Und wieder schlug Petrus zu
Findorffer hatten beim Open-Air-Blitz kein Wetterglück

Bei drei Anläufen zweimal die Flucht angetreten: Die Findorffer Schachfreunde haben mit einer guten Idee bislang wenig Wetterglück. Auch in diesem Jahr musste ihr Open-Air-Turnier in die Vereinsräume verlegt werden. Denn »Starkregen«, »Hagel« und »Unwetter« waren die Schlüsselwörter des Wetterberichts am 8. Juli, die den Vorstand zur Kapitulation vor dem Bremer Sommer zwangen.

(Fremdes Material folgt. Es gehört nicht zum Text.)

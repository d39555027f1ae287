//! # Application State Management
//!
//! Shared state handed to every request handler: configuration, the
//! database pool, request metrics, and the server start time. All mutable
//! pieces sit behind `Arc<RwLock<_>>`; handlers clone snapshots out rather
//! than holding locks across awaits.

use crate::config::AppConfig;
use sqlx::SqlitePool;
use std::collections::HashMap;
use std::sync::{Arc, RwLock};
use std::time::Instant;

#[derive(Debug, Clone)]
pub struct AppState {
    pub config: Arc<RwLock<AppConfig>>,
    pub metrics: Arc<RwLock<AppMetrics>>,
    pub pool: SqlitePool,
    pub start_time: Instant,
}

/// Counters collected across all HTTP requests.
#[derive(Debug, Default)]
pub struct AppMetrics {
    pub request_count: u64,
    pub error_count: u64,
    /// Audio capture conversions currently in flight
    pub active_captures: u32,
    pub endpoint_metrics: HashMap<String, EndpointMetric>,
}

#[derive(Debug, Default, Clone)]
pub struct EndpointMetric {
    pub request_count: u64,
    pub total_duration_ms: u64,
    pub error_count: u64,
}

impl AppState {
    pub fn new(config: AppConfig, pool: SqlitePool) -> Self {
        Self {
            config: Arc::new(RwLock::new(config)),
            metrics: Arc::new(RwLock::new(AppMetrics::default())),
            pool,
            start_time: Instant::now(),
        }
    }

    /// Clone out the current configuration so no lock is held afterwards.
    pub fn get_config(&self) -> AppConfig {
        self.config.read().unwrap().clone()
    }

    pub fn increment_request_count(&self) {
        let mut metrics = self.metrics.write().unwrap();
        metrics.request_count += 1;
    }

    pub fn increment_error_count(&self) {
        let mut metrics = self.metrics.write().unwrap();
        metrics.error_count += 1;
    }

    pub fn record_endpoint_request(&self, endpoint: &str, duration_ms: u64, is_error: bool) {
        let mut metrics = self.metrics.write().unwrap();
        let endpoint_metric = metrics.endpoint_metrics.entry(endpoint.to_string()).or_default();
        endpoint_metric.request_count += 1;
        endpoint_metric.total_duration_ms += duration_ms;
        if is_error {
            endpoint_metric.error_count += 1;
        }
    }

    pub fn increment_active_captures(&self) {
        let mut metrics = self.metrics.write().unwrap();
        metrics.active_captures += 1;
    }

    pub fn decrement_active_captures(&self) {
        let mut metrics = self.metrics.write().unwrap();
        if metrics.active_captures > 0 {
            metrics.active_captures -= 1;
        }
    }

    /// Consistent copy of the metrics for the /metrics endpoint.
    pub fn get_metrics_snapshot(&self) -> AppMetrics {
        let metrics = self.metrics.read().unwrap();
        AppMetrics {
            request_count: metrics.request_count,
            error_count: metrics.error_count,
            active_captures: metrics.active_captures,
            endpoint_metrics: metrics.endpoint_metrics.clone(),
        }
    }

    pub fn get_uptime_seconds(&self) -> u64 {
        self.start_time.elapsed().as_secs()
    }
}

impl EndpointMetric {
    pub fn average_duration_ms(&self) -> f64 {
        if self.request_count > 0 {
            self.total_duration_ms as f64 / self.request_count as f64
        } else {
            0.0
        }
    }

    pub fn error_rate(&self) -> f64 {
        if self.request_count > 0 {
            self.error_count as f64 / self.request_count as f64
        } else {
            0.0
        }
    }
}

#[cfg(test)]
mod tests {
    use super::*;

    async fn test_state() -> AppState {
        let pool = crate::db::connect("sqlite::memory:").await.unwrap();
        AppState::new(AppConfig::default(), pool)
    }

    #[tokio::test]
    async fn test_metrics_counters() {
        let state = test_state().await;
        state.increment_request_count();
        state.increment_request_count();
        state.increment_error_count();
        state.record_endpoint_request("GET /health", 12, false);
        state.record_endpoint_request("GET /health", 8, true);

        let snapshot = state.get_metrics_snapshot();
        assert_eq!(snapshot.request_count, 2);
        assert_eq!(snapshot.error_count, 1);
        let endpoint = &snapshot.endpoint_metrics["GET /health"];
        assert_eq!(endpoint.request_count, 2);
        assert_eq!(endpoint.error_count, 1);
        assert!((endpoint.average_duration_ms() - 10.0).abs() < f64::EPSILON);
        assert!((endpoint.error_rate() - 0.5).abs() < f64::EPSILON);
    }

    #[tokio::test]
    async fn test_active_captures_never_underflow() {
        let state = test_state().await;
        state.decrement_active_captures();
        assert_eq!(state.get_metrics_snapshot().active_captures, 0);
        state.increment_active_captures();
        assert_eq!(state.get_metrics_snapshot().active_captures, 1);
    }
}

Und so wurden die wenigen Tapferen, die sich trotz alledem im Biergarten des Hauses am Walde einfanden, ins Findorffer Vereinshaus umdirigiert. Dort fand dann jenes Blitzturnier statt, das eigentlich im Freien geplant war. Von den 13 Unentwegten gewann Detlef Schötzing (Werder) mit 10,5 Punkten vor Christian Schmidt (BSG, 9,5) sowie Marko Jostes und Karsten Ohl vom Gastgeber Findorff, die sich mit je 7,5 Zählern Rang drei teilten.

Nach einer ähnlich verlaufenen Premiere 2002 und dem ersten erfolgreichen Open-Air-Blitz im Haus am Walde wollen die Findorffer 2005 einen weiteren Versuch wagen. Denn im vergangenen Super-Sommer hatte sich gezeigt: Eigentlich ist Biergarten-Schach ein idealer Ferienauftakt.